Truly, the man never told me his name or his address or his occupation or his hobby…his love, lust, dreams or aspirations. The whole of his existence had been compressed to one sentence:
I looked down to my hand, to the five hundred naira which I still held, and felt a rush of guilt. I tossed the note away as though it was now cursed, and muttered: “I should have given this away!”
Fully admitting my err and wearing my guilt now, I laid there and dozed off on the couch.
It couldn’t have been upto an hour lying there when my phone started to ring. Vivian wanted to know why I didn’t call back. And if I made a bowl of cereal for myself the way she had told me to. While we spoke, I headed for the kitchen and fetched all the flakes of cereals I had in the cupboard, including Golden morn. I felt Golden morn would give the mix a unique taste.
I had mixed them all in the bowl with little water before realizing I was out of powdered milk. What to do? I told Vivian we would talk the next day, ended the call and dashed out with the five hundred naira note to get liquid tin milk at the makeshift store belonging to a malam out on the street. I already took a knife to give the tin its eyes before realizing how old the tin looked. I checked beneath it for the expiring date: PD: 23/03/2020
BN: 23E20TITA 12:36, it read.
I hesitated for a short while. “Could this be expired already? Should I drop it in the bin?”
“But this is January,” I said. “Not yet expired!”
I made the punctures and bled the tin all into the bowl of cereals.
What I made at the end of the day was distantly different from what Vivian had shown me earlier in my phone. No colour. No nothing. And the Golden mourn had made unusual clumps as part of the mix. The milk, too, was not freshly coloured.
I swallowed everything nonetheless while watching a crime series on TV. A few minutes later, I went back to sleep.
My sleep, I perceived, was normal until around Midnight. An unease woke me up. I felt a hand clutching my throat and twisting it. And there seemed to have been a rock lodged between my upper rib cage.
Sometimes your body suggests to you how to get rid of pain. I stretched until it felt as though I was trying to tear myself apart. The rock in my chest remained and the hand on my lungs held even tighter. I knew then I should get out of bed. I came down to the sitting-room and started taking water to dissolve the rock.

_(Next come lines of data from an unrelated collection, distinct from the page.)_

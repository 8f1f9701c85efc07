use models::{Role, UserStatus};
use serde::{Deserialize, Serialize};

/// Registration input. Self-registered accounts are always students.
#[derive(Debug, Clone, Serialize, Deserialize)]
pub struct RegisterInput {
    pub email: String,
    pub name: String,
    pub password: String,
    #[serde(default)]
    pub phone: Option<String>,
}

/// Login input
#[derive(Debug, Clone, Serialize, Deserialize)]
pub struct LoginInput {
    pub email: String,
    pub password: String,
}

#[derive(Debug, Clone, Serialize, Deserialize)]
pub struct ChangePasswordInput {
    pub current_password: String,
    pub new_password: String,
}

/// Domain user (business view)
#[derive(Debug, Clone, PartialEq, Serialize, Deserialize)]
pub struct AuthUser {
    pub id: i32,
    pub email: String,
    pub name: String,
    pub role: Role,
    pub status: UserStatus,
}

impl AuthUser {
    pub fn is_admin(&self) -> bool { self.role == Role::Admin }
}

/// Domain credentials (hashed)
#[derive(Debug, Clone, Serialize, Deserialize)]
pub struct Credentials {
    pub user_id: i32,
    pub password_hash: String,
    pub password_algorithm: String,
}

/// Login result (session)
#[derive(Debug, Clone, Serialize, Deserialize)]
pub struct AuthSession {
    pub user: AuthUser,
    pub token: String,
    /// Unix seconds
    pub expires_at: i64,
}

/// JWT claims carried by the session cookie.
#[derive(Debug, Clone, Serialize, Deserialize)]
pub struct Claims {
    pub uid: i32,
    pub role: Role,
    pub exp: usize,
    pub jti: String,
}
//! Course/service booking requests from the public site.

use chrono::Utc;
use sea_orm::sea_query::Expr;
use sea_orm::{ActiveModelTrait, ColumnTrait, ConnectionTrait, EntityTrait, QueryFilter, QueryOrder, Set};
use serde::Deserialize;
use tracing::{info, instrument};

use models::{booking, course, notification, service_offering, user, validate, BookingStatus, NotificationKind};

use crate::errors::ServiceError;
use crate::pagination::{fetch_page, Paged, Pagination};

#[derive(Debug, Clone, Deserialize)]
pub struct BookingInput {
    pub name: String,
    pub email: String,
    #[serde(default)]
    pub phone: Option<String>,
    #[serde(default)]
    pub course_id: Option<i32>,
    #[serde(default)]
    pub service_id: Option<i32>,
    #[serde(default)]
    pub preferred_time: Option<String>,
    #[serde(default)]
    pub message: Option<String>,
}

#[instrument(skip(db, input), fields(email = %input.email))]
pub async fn create_booking<C: ConnectionTrait>(db: &C, input: BookingInput) -> Result<booking::Model, ServiceError> {
    let name = user::validate_name(&input.name)?;
    let email = user::validate_email(&input.email)?;
    if let Some(cid) = input.course_id {
        if course::Entity::find_by_id(cid).one(db).await?.is_none() {
            return Err(ServiceError::validation(format!("course {cid} does not exist")));
        }
    }
    if let Some(sid) = input.service_id {
        if service_offering::Entity::find_by_id(sid).one(db).await?.is_none() {
            return Err(ServiceError::validation(format!("service {sid} does not exist")));
        }
    }
    let now = Utc::now().into();
    let am = booking::ActiveModel {
        name: Set(name),
        email: Set(email),
        phone: Set(validate::optional_text("phone", input.phone.as_deref(), 32)?),
        course_id: Set(input.course_id),
        service_id: Set(input.service_id),
        preferred_time: Set(validate::optional_text("preferred_time", input.preferred_time.as_deref(), 128)?),
        message: Set(validate::optional_text("message", input.message.as_deref(), 4000)?),
        status: Set(BookingStatus::Pending.into()),
        created_at: Set(now),
        updated_at: Set(now),
        ..Default::default()
    };
    let m = am.insert(db).await?;
    info!(id = %m.id, "created booking");
    Ok(m)
}

/// Newest first, optionally filtered by status.
pub async fn list_bookings<C: ConnectionTrait>(
    db: &C,
    status: Option<BookingStatus>,
    opts: Pagination,
) -> Result<Paged<booking::Model>, ServiceError> {
    let mut q = booking::Entity::find();
    if let Some(s) = status {
        q = q.filter(booking::Column::Status.eq(s.as_str()));
    }
    let q = q.order_by_desc(booking::Column::CreatedAt).order_by_desc(booking::Column::Id);
    fetch_page(db, q, opts).await
}

pub async fn get_booking<C: ConnectionTrait>(db: &C, id: i32) -> Result<booking::Model, ServiceError> {
    booking::Entity::find_by_id(id).one(db).await?.ok_or_else(|| ServiceError::not_found("booking"))
}

/// Set a booking's status with one `UPDATE`. Any status may follow any
/// other. Confirming notifies the matching user account, if there is one.
#[instrument(skip(db))]
pub async fn update_status<C: ConnectionTrait>(db: &C, id: i32, status: &str) -> Result<booking::Model, ServiceError> {
    let status: BookingStatus = status.parse()?;
    let res = booking::Entity::update_many()
        .col_expr(booking::Column::Status, Expr::value(status.as_str()))
        .col_expr(booking::Column::UpdatedAt, Expr::value(chrono::DateTime::<chrono::FixedOffset>::from(Utc::now())))
        .filter(booking::Column::Id.eq(id))
        .exec(db)
        .await?;
    if res.rows_affected == 0 {
        return Err(ServiceError::not_found("booking"));
    }
    let m = get_booking(db, id).await?;
    info!(id = %m.id, status = %status, "booking status changed");

    if status == BookingStatus::Confirmed {
        if let Some(u) = user::find_by_email(db, &m.email).await? {
            notification::push(
                db,
                u.id,
                NotificationKind::Info,
                "Booking confirmed",
                &format!("Your booking #{} has been confirmed. We will contact you shortly.", m.id),
            )
            .await?;
        }
    }
    Ok(m)
}

pub async fn delete_booking<C: ConnectionTrait>(db: &C, id: i32) -> Result<bool, ServiceError> {
    let res = booking::Entity::delete_by_id(id).exec(db).await?;
    Ok(res.rows_affected > 0)
}

#[cfg(test)]
mod tests {
    use super::*;
    use crate::test_support::{get_db, seed_course, seed_user};
    use models::Role;

    fn input(email: &str) -> BookingInput {
        BookingInput {
            name: "Usman".into(),
            email: email.into(),
            phone: None,
            course_id: None,
            service_id: None,
            preferred_time: Some("evenings".into()),
            message: None,
        }
    }

    #[tokio::test]
    async fn create_starts_pending_and_checks_refs() -> Result<(), anyhow::Error> {
        let db = get_db().await?;
        let c = seed_course(&db, "Nazra", true).await?;
        let mut i = input("usman@example.com");
        i.course_id = Some(c.id);
        let b = create_booking(&db, i).await?;
        assert_eq!(b.status, "pending");

        let mut bad = input("usman@example.com");
        bad.course_id = Some(9999);
        assert!(matches!(create_booking(&db, bad).await, Err(ServiceError::Validation(_))));
        assert!(matches!(create_booking(&db, input("nope")).await, Err(ServiceError::Validation(_))));
        Ok(())
    }

    #[tokio::test]
    async fn status_update_persists() -> Result<(), anyhow::Error> {
        let db = get_db().await?;
        let b = create_booking(&db, input("usman@example.com")).await?;
        update_status(&db, b.id, "cancelled").await?;
        assert_eq!(get_booking(&db, b.id).await?.status, "cancelled");
        // no transition rules
        update_status(&db, b.id, "pending").await?;
        assert!(matches!(update_status(&db, b.id, "archived").await, Err(ServiceError::Validation(_))));
        assert!(matches!(update_status(&db, 4242, "confirmed").await, Err(ServiceError::NotFound(_))));
        Ok(())
    }

    #[tokio::test]
    async fn confirm_notifies_matching_account() -> Result<(), anyhow::Error> {
        let db = get_db().await?;
        let u = seed_user(&db, "usman@example.com", Role::Student).await?;
        let b = create_booking(&db, input("USMAN@example.com")).await?;
        update_status(&db, b.id, "confirmed").await?;
        let notes = notification::Entity::find()
            .filter(notification::Column::UserId.eq(u.id))
            .all(&db)
            .await?;
        assert_eq!(notes.len(), 1);
        Ok(())
    }

    #[tokio::test]
    async fn list_filters_and_pages() -> Result<(), anyhow::Error> {
        let db = get_db().await?;
        for n in 0..5 {
            let b = create_booking(&db, input(&format!("s{n}@example.com"))).await?;
            if n % 2 == 0 {
                update_status(&db, b.id, "confirmed").await?;
            }
        }
        let page = list_bookings(&db, Some(BookingStatus::Confirmed), Pagination { page: 1, per_page: 2 }).await?;
        assert_eq!(page.total, 3);
        assert_eq!(page.items.len(), 2);
        let all = list_bookings(&db, None, Pagination::default()).await?;
        assert_eq!(all.total, 5);
        assert!(all.items[0].id > all.items[4].id);
        Ok(())
    }
}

But the rock remained undissolvable, resolute in its hardness. It wasn’t coming up or going down — coming up because I also tried to vomit. One sachet, two…three. I must have taken half a bag of sachet water and yet nothing moved except the water.
“It’s the cursed money.” I said. My eyes were now full of watered. “The cursed money wants to take me.”
Soon it was time to ease myself and peeing became so painful and little and as colourless as water.
I laid down on the couch in every possible direction and coughed and beat my chest and couched more. Nothing moved an inch. The rock sat heavy as a house in my ribcage, and my lungs were still being held in a twist.
“This is how people die in their sleep,” I said, “with a curse heavy in their chest.”